**DIRECTIONS:** The expected reply is all of the data, returned exactly.

START DATA EXTRACTS

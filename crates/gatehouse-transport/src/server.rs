//! HTTP/HTTPS transport server using Axum.
//!
//! Every request outside the health route is converted into an
//! [`InboundRequest`] and handed to the [`RequestHandler`]. A handler error
//! is a [`Fault`] and becomes the fault response here; the handler never
//! has to render its own errors.

use std::net::{IpAddr, SocketAddr};
use std::path::PathBuf;
use std::sync::Arc;
use std::sync::atomic::{AtomicU64, Ordering};
use std::time::Duration;

use axum::{
    Router,
    body::Body,
    extract::{Request, State},
    response::{IntoResponse, Json, Response},
    routing::get,
};
use axum_server::{Handle, tls_rustls::RustlsConfig};
use gatehouse_protocol::{Fault, InboundRequest, OutboundResponse, Routes};
use serde_json::json;
use tower::ServiceBuilder;
use tower_http::catch_panic::CatchPanicLayer;
use tower_http::trace::TraceLayer;
use tracing::{debug, error, info, warn};

/// How long in-flight requests may run after [`TransportServer::stop`].
const SHUTDOWN_GRACE: Duration = Duration::from_secs(10);

/// Trait implemented by the host dispatcher to handle incoming requests.
/// The transport calls this for every request outside its own routes.
pub trait RequestHandler: Send + Sync + 'static {
    fn handle_request(
        &self,
        request: InboundRequest,
    ) -> impl std::future::Future<Output = Result<OutboundResponse, Fault>> + Send;
}

#[derive(Debug, thiserror::Error)]
pub enum TransportError {
    #[error("invalid listen address '{0}'")]
    InvalidAddress(String),

    #[error("failed to load TLS certificate: {0}")]
    Tls(#[source] std::io::Error),

    #[error("failed to bind {0}")]
    BindFailed(SocketAddr),
}

/// PEM files used for TLS termination.
#[derive(Debug, Clone)]
pub struct TlsConfig {
    pub cert_path: PathBuf,
    pub key_path: PathBuf,
}

/// Transport server configuration.
#[derive(Debug, Clone)]
pub struct TransportConfig {
    /// Port to listen on (0 for OS-assigned)
    pub port: u16,
    /// Address to bind to
    pub hostname: String,
    /// TLS termination; plain HTTP when `None`
    pub tls: Option<TlsConfig>,
    /// Largest request body accepted
    pub max_body_bytes: usize,
}

impl Default for TransportConfig {
    fn default() -> Self {
        Self {
            port: 8080,
            hostname: "0.0.0.0".into(),
            tls: None,
            max_body_bytes: 1024 * 1024,
        }
    }
}

/// Shared state for the transport server.
struct AppState<H: RequestHandler> {
    handler: Arc<H>,
    config: TransportConfig,
    /// Requests handed to the handler (for health check)
    requests: AtomicU64,
}

/// The transport server. Owns the listener task.
pub struct TransportServer {
    handle: Handle,
    task: Option<tokio::task::JoinHandle<()>>,
    local_addr: SocketAddr,
    tls: bool,
}

impl TransportServer {
    /// Start the transport server with the given request handler.
    pub async fn start<H: RequestHandler>(
        config: TransportConfig,
        handler: H,
    ) -> Result<Self, TransportError> {
        Self::start_with_handler(config, Arc::new(handler)).await
    }

    /// Start the transport server with a shared handler.
    pub async fn start_with_handler<H: RequestHandler>(
        config: TransportConfig,
        handler: Arc<H>,
    ) -> Result<Self, TransportError> {
        let ip: IpAddr = config
            .hostname
            .parse()
            .map_err(|_| TransportError::InvalidAddress(config.hostname.clone()))?;
        let addr = SocketAddr::new(ip, config.port);

        let tls = match &config.tls {
            Some(tls) => Some(
                RustlsConfig::from_pem_file(&tls.cert_path, &tls.key_path)
                    .await
                    .map_err(TransportError::Tls)?,
            ),
            None => None,
        };
        let is_tls = tls.is_some();

        let state = Arc::new(AppState {
            handler,
            config,
            requests: AtomicU64::new(0),
        });

        let app = Router::new()
            .route(Routes::HEALTH, get(health_handler::<H>))
            .fallback(dispatch_handler::<H>)
            .layer(
                ServiceBuilder::new()
                    .layer(TraceLayer::new_for_http())
                    .layer(CatchPanicLayer::new()),
            )
            .with_state(state);

        let handle = Handle::new();
        let server_handle = handle.clone();
        let task = tokio::spawn(async move {
            let result = match tls {
                Some(rustls) => {
                    axum_server::bind_rustls(addr, rustls)
                        .handle(server_handle)
                        .serve(app.into_make_service())
                        .await
                }
                None => {
                    axum_server::bind(addr)
                        .handle(server_handle)
                        .serve(app.into_make_service())
                        .await
                }
            };
            if let Err(e) = result {
                error!("Transport server error on {addr}: {e}");
            }
        });

        let local_addr = handle
            .listening()
            .await
            .ok_or(TransportError::BindFailed(addr))?;

        let scheme = if is_tls { "https" } else { "http" };
        info!("Gatehouse transport listening on {scheme}://{local_addr}");

        Ok(Self {
            handle,
            task: Some(task),
            local_addr,
            tls: is_tls,
        })
    }

    /// Get the actual bound port.
    pub fn port(&self) -> u16 {
        self.local_addr.port()
    }

    pub fn local_addr(&self) -> SocketAddr {
        self.local_addr
    }

    pub fn is_tls(&self) -> bool {
        self.tls
    }

    /// Gracefully stop the server, letting in-flight requests finish.
    pub async fn stop(&mut self) {
        self.handle.graceful_shutdown(Some(SHUTDOWN_GRACE));
        if let Some(task) = self.task.take() {
            let _ = task.await;
        }
        info!("Gatehouse transport server stopped");
    }
}

// ─────────────────────────────────────────────────────────────────────────────
// HTTP Handlers
// ─────────────────────────────────────────────────────────────────────────────

async fn health_handler<H: RequestHandler>(
    State(state): State<Arc<AppState<H>>>,
) -> impl IntoResponse {
    Json(json!({
        "status": "ok",
        "requests": state.requests.load(Ordering::Relaxed),
    }))
}

async fn dispatch_handler<H: RequestHandler>(
    State(state): State<Arc<AppState<H>>>,
    request: Request,
) -> Response {
    let (parts, body) = request.into_parts();
    let limit = state.config.max_body_bytes;

    let body = match axum::body::to_bytes(body, limit).await {
        Ok(bytes) => bytes,
        Err(e) => {
            debug!("Rejected request body: {e}");
            return into_http(OutboundResponse::fault(&Fault::payload_too_large(limit)));
        }
    };

    let inbound = InboundRequest {
        method: parts.method,
        path: parts.uri.path().to_string(),
        headers: parts.headers,
        body,
    };

    state.requests.fetch_add(1, Ordering::Relaxed);

    match state.handler.handle_request(inbound).await {
        Ok(response) => into_http(response),
        Err(fault) => {
            warn!("Request faulted: {fault}");
            into_http(OutboundResponse::fault(&fault))
        }
    }
}

// ─────────────────────────────────────────────────────────────────────────────
// Helpers
// ─────────────────────────────────────────────────────────────────────────────

fn into_http(response: OutboundResponse) -> Response {
    let mut http = Response::new(Body::from(response.body));
    *http.status_mut() = response.status;
    *http.headers_mut() = response.headers;
    http
}
//! Route constants for the single web endpoint and its operations.

/// Paths served by the host.
pub struct Routes;

impl Routes {
    /// Base path of the inspected web endpoint.
    pub const ENDPOINT: &str = "/api";

    // ── Operations (relative to ENDPOINT) ───────────────────────────────
    pub const TEST: &str = "/test";

    // ── Served by the transport, outside the endpoint ───────────────────
    pub const HEALTH: &str = "/health";

    /// Joins the endpoint base with an operation path.
    pub fn operation(path: &str) -> String {
        format!("{}/{}", Self::ENDPOINT, path.trim_start_matches('/'))
    }

    /// Whether `path` falls under the inspected endpoint.
    pub fn is_endpoint_path(path: &str) -> bool {
        path == Self::ENDPOINT
            || path
                .strip_prefix(Self::ENDPOINT)
                .is_some_and(|rest| rest.starts_with('/'))
    }
}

END DATA EXTRACTS

**SOLUTION TO THE EXERCISE:**
filename crates/gatehouse-transport/src/server.rs
//! HTTP/HTTPS transport server using Axum.
//!
//! Every request outside the health route is converted into an
//! [`InboundRequest`] and handed to the [`RequestHandler`]. A handler error
//! is a [`Fault`] and becomes the fault response here; the handler never
//! has to render its own errors.

use std::net::{IpAddr, SocketAddr};
use std::path::PathBuf;
use std::sync::Arc;
use std::sync::atomic::{AtomicU64, Ordering};
use std::time::Duration;

use axum::{
    Router,
    body::Body,
    extract::{Request, State},
    response::{IntoResponse, Json, Response},
    routing::get,
};
use axum_server::{Handle, tls_rustls::RustlsConfig};
use gatehouse_protocol::{Fault, InboundRequest, OutboundResponse, Routes};
use serde_json::json;
use tower::ServiceBuilder;
use tower_http::catch_panic::CatchPanicLayer;
use tower_http::trace::TraceLayer;
use tracing::{debug, error, info, warn};

/// How long in-flight requests may run after [`TransportServer::stop`].
const SHUTDOWN_GRACE: Duration = Duration::from_secs(10);

/// Trait implemented by the host dispatcher to handle incoming requests.
/// The transport calls this for every request outside its own routes.
pub trait RequestHandler: Send + Sync + 'static {
    fn handle_request(
        &self,
        request: InboundRequest,
    ) -> impl std::future::Future<Output = Result<OutboundResponse, Fault>> + Send;
}

#[derive(Debug, thiserror::Error)]
pub enum TransportError {
    #[error("invalid listen address '{0}'")]
    InvalidAddress(String),

    #[error("failed to load TLS certificate: {0}")]
    Tls(#[source] std::io::Error),

    #[error("failed to bind {0}")]
    BindFailed(SocketAddr),
}

/// PEM files used for TLS termination.
#[derive(Debug, Clone)]
pub struct TlsConfig {
    pub cert_path: PathBuf,
    pub key_path: PathBuf,
}

/// Transport server configuration.
#[derive(Debug, Clone)]
pub struct TransportConfig {
    /// Port to listen on (0 for OS-assigned)
    pub port: u16,
    /// Address to bind to
    pub hostname: String,
    /// TLS termination; plain HTTP when `None`
    pub tls: Option<TlsConfig>,
    /// Largest request body accepted
    pub max_body_bytes: usize,
}

impl Default for TransportConfig {
    fn default() -> Self {
        Self {
            port: 8080,
            hostname: "0.0.0.0".into(),
            tls: None,
            max_body_bytes: 1024 * 1024,
        }
    }
}

/// Shared state for the transport server.
struct AppState<H: RequestHandler> {
    handler: Arc<H>,
    config: TransportConfig,
    /// Requests handed to the handler (for health check)
    requests: AtomicU64,
}

/// The transport server. Owns the listener task.
pub struct TransportServer {
    handle: Handle,
    task: Option<tokio::task::JoinHandle<()>>,
    local_addr: SocketAddr,
    tls: bool,
}

impl TransportServer {
    /// Start the transport server with the given request handler.
    pub async fn start<H: RequestHandler>(
        config: TransportConfig,
        handler: H,
    ) -> Result<Self, TransportError> {
        Self::start_with_handler(config, Arc::new(handler)).await
    }

    /// Start the transport server with a shared handler.
    pub async fn start_with_handler<H: RequestHandler>(
        config: TransportConfig,
        handler: Arc<H>,
    ) -> Result<Self, TransportError> {
        let ip: IpAddr = config
            .hostname
            .parse()
            .map_err(|_| TransportError::InvalidAddress(config.hostname.clone()))?;
        let addr = SocketAddr::new(ip, config.port);

        let tls = match &config.tls {
            Some(tls) => Some(
                RustlsConfig::from_pem_file(&tls.cert_path, &tls.key_path)
                    .await
                    .map_err(TransportError::Tls)?,
            ),
            None => None,
        };
        let is_tls = tls.is_some();

        let state = Arc::new(AppState {
            handler,
            config,
            requests: AtomicU64::new(0),
        });

        let app = Router::new()
            .route(Routes::HEALTH, get(health_handler::<H>))
            .fallback(dispatch_handler::<H>)
            .layer(
                ServiceBuilder::new()
                    .layer(TraceLayer::new_for_http())
                    .layer(CatchPanicLayer::new()),
            )
            .with_state(state);

        let handle = Handle::new();
        let server_handle = handle.clone();
        let task = tokio::spawn(async move {
            let result = match tls {
                Some(rustls) => {
                    axum_server::bind_rustls(addr, rustls)
                        .handle(server_handle)
                        .serve(app.into_make_service())
                        .await
                }
                None => {
                    axum_server::bind(addr)
                        .handle(server_handle)
                        .serve(app.into_make_service())
                        .await
                }
            };
            if let Err(e) = result {
                error!("Transport server error on {addr}: {e}");
            }
        });

        let local_addr = handle
            .listening()
            .await
            .ok_or(TransportError::BindFailed(addr))?;

        let scheme = if is_tls { "https" } else { "http" };
        info!("Gatehouse transport listening on {scheme}://{local_addr}");

        Ok(Self {
            handle,
            task: Some(task),
            local_addr,
            tls: is_tls,
        })
    }

    /// Get the actual bound port.
    pub fn port(&self) -> u16 {
        self.local_addr.port()
    }

    pub fn local_addr(&self) -> SocketAddr {
        self.local_addr
    }

    pub fn is_tls(&self) -> bool {
        self.tls
    }

    /// Gracefully stop the server, letting in-flight requests finish.
    pub async fn stop(&mut self) {
        self.handle.graceful_shutdown(Some(SHUTDOWN_GRACE));
        if let Some(task) = self.task.take() {
            let _ = task.await;
        }
        info!("Gatehouse transport server stopped");
    }
}

// ─────────────────────────────────────────────────────────────────────────────
// HTTP Handlers
// ─────────────────────────────────────────────────────────────────────────────

async fn health_handler<H: RequestHandler>(
    State(state): State<Arc<AppState<H>>>,
) -> impl IntoResponse {
    Json(json!({
        "status": "ok",
        "requests": state.requests.load(Ordering::Relaxed),
    }))
}

async fn dispatch_handler<H: RequestHandler>(
    State(state): State<Arc<AppState<H>>>,
    request: Request,
) -> Response {
    let (parts, body) = request.into_parts();
    let limit = state.config.max_body_bytes;

    let body = match axum::body::to_bytes(body, limit).await {
        Ok(bytes) => bytes,
        Err(e) => {
            debug!("Rejected request body: {e}");
            return into_http(OutboundResponse::fault(&Fault::payload_too_large(limit)));
        }
    };

    let inbound = InboundRequest {
        method: parts.method,
        path: parts.uri.path().to_string(),
        headers: parts.headers,
        body,
    };

    state.requests.fetch_add(1, Ordering::Relaxed);

    match state.handler.handle_request(inbound).await {
        Ok(response) => into_http(response),
        Err(fault) => {
            warn!("Request faulted: {fault}");
            into_http(OutboundResponse::fault(&fault))
        }
    }
}

// ─────────────────────────────────────────────────────────────────────────────
// Helpers
// ─────────────────────────────────────────────────────────────────────────────

fn into_http(response: OutboundResponse) -> Response {
    let mut http = Response::new(Body::from(response.body));
    *http.status_mut() = response.status;
    *http.headers_mut() = response.headers;
    http
}
//! Route constants for the single web endpoint and its operations.

/// Paths served by the host.
pub struct Routes;

impl Routes {
    /// Base path of the inspected web endpoint.
    pub const ENDPOINT: &str = "/api";

    // ── Operations (relative to ENDPOINT) ───────────────────────────────
    pub const TEST: &str = "/test";

    // ── Served by the transport, outside the endpoint ───────────────────
    pub const HEALTH: &str = "/health";

    /// Joins the endpoint base with an operation path.
    pub fn operation(path: &str) -> String {
        format!("{}/{}", Self::ENDPOINT, path.trim_start_matches('/'))
    }

    /// Whether `path` falls under the inspected endpoint.
    pub fn is_endpoint_path(path: &str) -> bool {
        path == Self::ENDPOINT
            || path
                .strip_prefix(Self::ENDPOINT)
                .is_some_and(|rest| rest.starts_with('/'))
    }
}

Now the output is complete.